Parents who run before mating may also pass on more robust metabolisms to their offspring, whether or not their mothers exercise, and, in a 2018 studyRunning males fathered pups with healthier brains from birth than mice fathered by sedentary fathers.
But studies hadn’t investigated whether these protections might be long-lasting enough to show up in grandchildren, even if their parents are sedentary.
So for the new study, published in June in Molecular Metabolism, Goodyear and his colleagues had young female mice run on wheels. Some ate normal food, others an unhealthy, high-fat diet. Another group of female mice on the same diets did not run. All of the females were then bred to sedentary males, and the runners continued to exercise throughout their subsequent pregnancies. (Mice seem to enjoy running, and even when heavily pregnant, they scoot on their wheels for a mile or so most days.)
They duly gave birth. However, none of their youngsters ran to keep their metabolism relatively neutral, free from epigenetic and other changes initiated by exercise. The researchers hoped, in this way, to trace the effects of their mothers’ exercise across this sedentary generation. For the same reason, they bred only males from this middle generation, eliminating any potential effect of womb conditions on the babies.
The resulting grandchildren, male and female, also remained sedentary and ate normal food throughout their lives.
But from birth, the mice with active grandmothers were slimmer than the others, and the males had denser, healthier bones. Most interestingly, as the animals moved into middle age, those with inactive grandmothers began to develop poor blood sugar control and worsening insulin sensitivity, indicating possible early-onset diabetes. These conditions are common with age and inactivity, both in rodents and people.
But they didn’t appear if Grandma ran. Mice with an active grandmother maintained relatively healthy blood sugar control and insulin sensitivity well into old age, despite being inactive. (Their running grandmothers’ diets, high-fat or normal, hadn’t mattered, the researchers also found, only their exercise.)
“It was remarkable,” said Ana Alves-Wagner, a senior postdoctoral fellow at the Joslin Diabetes Center and Harvard Medical School, who led the new study. “Exercise had improved the metabolic health of several generations.”
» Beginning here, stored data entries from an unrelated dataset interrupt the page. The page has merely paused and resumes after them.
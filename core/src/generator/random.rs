use ndarray::Array2;
use rand::prelude::*;

use super::*;

/// Uniform placement: every mine lands on a distinct cell drawn uniformly at random.
#[derive(Clone, Debug, PartialEq, Eq)]
pub struct RandomMinefieldGenerator {
    seed: u64,
}

impl RandomMinefieldGenerator {
    pub fn new(seed: u64) -> Self {
        Self { seed }
    }

    pub fn from_entropy() -> Self {
        Self::new(rand::random())
    }

    pub fn seed(&self) -> u64 {
        self.seed
    }
}

impl MinefieldGenerator for RandomMinefieldGenerator {
    fn generate(self, config: GameConfig) -> Result<Board> {
        config.validate()?;

        let (rows, cols) = config.size;
        let cols = usize::from(cols);
        let total_cells = usize::from(config.total_cells());
        log::debug!(
            "Generating {}x{} board with {} mines, seed {}",
            rows,
            cols,
            config.mines,
            self.seed
        );

        let mut rng = SmallRng::seed_from_u64(self.seed);
        let mut mine_mask: Array2<bool> = Array2::default(config.size.to_nd_index());
        let mut mines_placed: CellCount = 0;
        let mut collisions = 0usize;

        // validation leaves at least one safe cell, so this terminates
        while mines_placed < config.mines {
            let index = rng.random_range(0..total_cells);
            let cell = &mut mine_mask[[index / cols, index % cols]];
            if *cell {
                collisions += 1;
                continue;
            }
            *cell = true;
            mines_placed += 1;
        }
        log::trace!("Placed {} mines, {} collisions resampled", mines_placed, collisions);

        Board::from_mine_mask(config.size, &mine_mask)
    }
}

#[cfg(test)]
mod tests {
    use super::*;

    fn brute_force_count(board: &Board, pos: Coord2) -> u8 {
        let (rows, cols) = board.size();
        let mut count = 0;
        for row in pos.0.saturating_sub(1)..=pos.0.saturating_add(1) {
            for col in pos.1.saturating_sub(1)..=pos.1.saturating_add(1) {
                if (row, col) == pos || row >= rows || col >= cols {
                    continue;
                }
                if board[(row, col)].is_mine() {
                    count += 1;
                }
            }
        }
        count
    }

    #[test]
    fn places_exact_mine_count_with_correct_adjacency() {
        for difficulty in Difficulty::ALL {
            for seed in 0..20 {
                let config = difficulty.config();
                let board = RandomMinefieldGenerator::new(seed).generate(config).unwrap();

                let mines = board.iter_cells().filter(|(_, cell)| cell.is_mine()).count();
                assert_eq!(mines, usize::from(config.mines));
                assert_eq!(board.mine_count(), config.mines);

                for (pos, cell) in board.iter_cells() {
                    if !cell.is_mine() {
                        assert_eq!(cell.adjacent_mines(), brute_force_count(&board, pos));
                    }
                }
            }
        }
    }

    #[test]
    fn same_seed_same_board() {
        let config = Difficulty::Medium.config();

        let a = RandomMinefieldGenerator::new(7).generate(config).unwrap();
        let b = RandomMinefieldGenerator::new(7).generate(config).unwrap();

        assert_eq!(a, b);
    }

    #[test]
    fn nearly_full_board_still_places_every_mine() {
        let config = GameConfig::new((3, 3), 8).unwrap();
        let board = RandomMinefieldGenerator::new(3).generate(config).unwrap();

        let safe: alloc::vec::Vec<_> = board
            .iter_cells()
            .filter(|(_, cell)| !cell.is_mine())
            .collect();
        assert_eq!(safe.len(), 1);
    }

    #[test]
    fn zero_mines_is_allowed() {
        let config = GameConfig::new((1, 1), 0).unwrap();
        let board = RandomMinefieldGenerator::new(0).generate(config).unwrap();

        assert_eq!(board[(0, 0)], Cell::new(false, 0));
    }

    #[test]
    fn rejects_invalid_configuration_before_generating() {
        let config = GameConfig::new_unchecked((2, 2), 4);

        assert_eq!(
            RandomMinefieldGenerator::new(0).generate(config),
            Err(GameError::InvalidConfiguration(ConfigIssue::TooManyMines {
                mines: 4,
                cells: 4
            }))
        );
        assert!(
            RandomMinefieldGenerator::new(0)
                .generate(GameConfig::new_unchecked((0, 3), 0))
                .is_err()
        );
    }
}
use std::hint::black_box;

use criterion::{BenchmarkId, Criterion, criterion_group, criterion_main};
use sweeper_core::*;

fn bench_generate(c: &mut Criterion) {
    let mut group = c.benchmark_group("generate");
    for difficulty in Difficulty::ALL {
        group.bench_with_input(
            BenchmarkId::from_parameter(difficulty),
            &difficulty,
            |b, &difficulty| {
                let mut seed = 0u64;
                b.iter(|| {
                    seed = seed.wrapping_add(1);
                    RandomMinefieldGenerator::new(seed)
                        .generate(black_box(difficulty.config()))
                        .unwrap()
                })
            },
        );
    }
    group.finish();
}

fn bench_cascade(c: &mut Criterion) {
    let mut group = c.benchmark_group("cascade");
    for difficulty in Difficulty::ALL {
        // every mine in the last row keeps one large zero region above it
        let config = difficulty.config();
        let (rows, cols) = config.size;
        let cols = CellCount::from(cols);
        let mines: Vec<Coord2> = (0..config.mines)
            .map(|i| (rows - 1 - (i / cols) as Coord, (i % cols) as Coord))
            .collect();
        let board = Board::from_mine_coords(config.size, &mines).unwrap();

        group.bench_with_input(BenchmarkId::from_parameter(difficulty), &board, |b, board| {
            b.iter(|| {
                let mut board = board.clone();
                black_box(board.reveal((0, 0)))
            })
        });
    }
    group.finish();
}

criterion_group!(benches, bench_generate, bench_cascade);
criterion_main!(benches);
//! Versioned, immutable document snapshot — the value type handed out
//! by the store and read by the query surface.

use crate::history::HistoryState;
use crate::line_index::LineIndex;
use crate::metadata::{DocumentConfig, DocumentMetadata};
use crate::piece::PieceTable;
use crate::selection::Selection;

#[derive(Debug, Default, Clone, Copy, PartialEq, Eq, PartialOrd, Ord)]
pub struct Version(pub u64);

impl Version {
    pub fn next(self) -> Version {
        Version(self.0 + 1)
    }
}

#[derive(Clone)]
pub struct DocumentSnapshot {
    pub version: Version,
    pub piece_table: PieceTable,
    pub line_index: LineIndex,
    pub selection: Selection,
    pub history: HistoryState,
    pub metadata: DocumentMetadata,
}

impl DocumentSnapshot {
    pub fn new(config: &DocumentConfig) -> Self {
        DocumentSnapshot {
            version: Version(0),
            piece_table: PieceTable::new(&config.content),
            line_index: LineIndex::new(&config.content),
            selection: Selection::default(),
            history: HistoryState::new(config.history_limit, config.undo_group_timeout_ms),
            metadata: DocumentMetadata {
                encoding: config.encoding.clone(),
                line_ending: config.line_ending,
                ..DocumentMetadata::default()
            },
        }
    }

    pub fn validate(&self) -> crate::error::Result<()> {
        self.piece_table.validate()?;
        self.line_index.validate()?;
        if self.piece_table.length() != self.line_index.total_byte_length() {
            return Err(crate::error::Error::AggregateMismatch(
                "piece table length and line index byte length disagree".into(),
            ));
        }
        Ok(())
    }
}

#[cfg(test)]
#[path = "snapshot_test.rs"]
mod snapshot_test;
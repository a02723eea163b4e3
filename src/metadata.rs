//! Document metadata and load-time configuration.

use serde::{Deserialize, Serialize};

#[derive(Debug, Clone, Copy, PartialEq, Eq, Serialize, Deserialize)]
pub enum LineEnding {
    Lf,
    Crlf,
    Cr,
}

#[derive(Debug, Clone, PartialEq, Serialize, Deserialize)]
pub struct DocumentMetadata {
    pub file_path: Option<String>,
    pub encoding: String,
    pub line_ending: LineEnding,
    pub is_dirty: bool,
    pub last_saved: Option<u64>,
}

impl Default for DocumentMetadata {
    fn default() -> Self {
        DocumentMetadata {
            file_path: None,
            encoding: "utf-8".to_string(),
            line_ending: LineEnding::Lf,
            is_dirty: false,
            last_saved: None,
        }
    }
}

/// Configuration accepted when a document is first loaded.
#[derive(Debug, Clone)]
pub struct DocumentConfig {
    pub content: String,
    pub history_limit: usize,
    pub chunk_size: usize,
    pub encoding: String,
    pub line_ending: LineEnding,
    pub undo_group_timeout_ms: u64,
}

impl Default for DocumentConfig {
    fn default() -> Self {
        DocumentConfig {
            content: String::new(),
            history_limit: 1000,
            chunk_size: 65536,
            encoding: "utf-8".to_string(),
            line_ending: LineEnding::Lf,
            undo_group_timeout_ms: 0,
        }
    }
}

#[cfg(test)]
#[path = "metadata_test.rs"]
mod metadata_test;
Obviously, this was a mouse study and impossible to repeat in people, requiring decades of time and draconian coercion over people’s activities, diets, and mating choices. Nor did it examine how, at the molecular level, exercise reshaped the animals’ biology so pervasively that the effects reappeared in subsequent generations.
But Goodyear believes that epigenetics is a key factor and that the results likely apply to us, he said, since we share many aspects of our metabolism and physiological responses to exercise with mice.
If so, the findings become practical and poignant.
“I was so intrigued when I heard about this study,” said Daniel Lieberman, a professor of human evolutionary biology at Harvard University who studies how physical activity shaped our species during evolution. “Our metabolisms seem to be adapted to respond to environmental signals over multiple generations. We do not yet know the mechanisms by which this occurs in mice. Regardless, this study reinforces the view that when we exercise, we’re not just doing it for ourselves.”
The study, of course, is not meant to criticize any potential mother or father who is unable or chooses not to exercise before having children, Goodyear said. But the results offer those of us who choose to work out one more reason. We may walk or ride horses today for the sake, in part, of tomorrow’s anticipated grandchildren.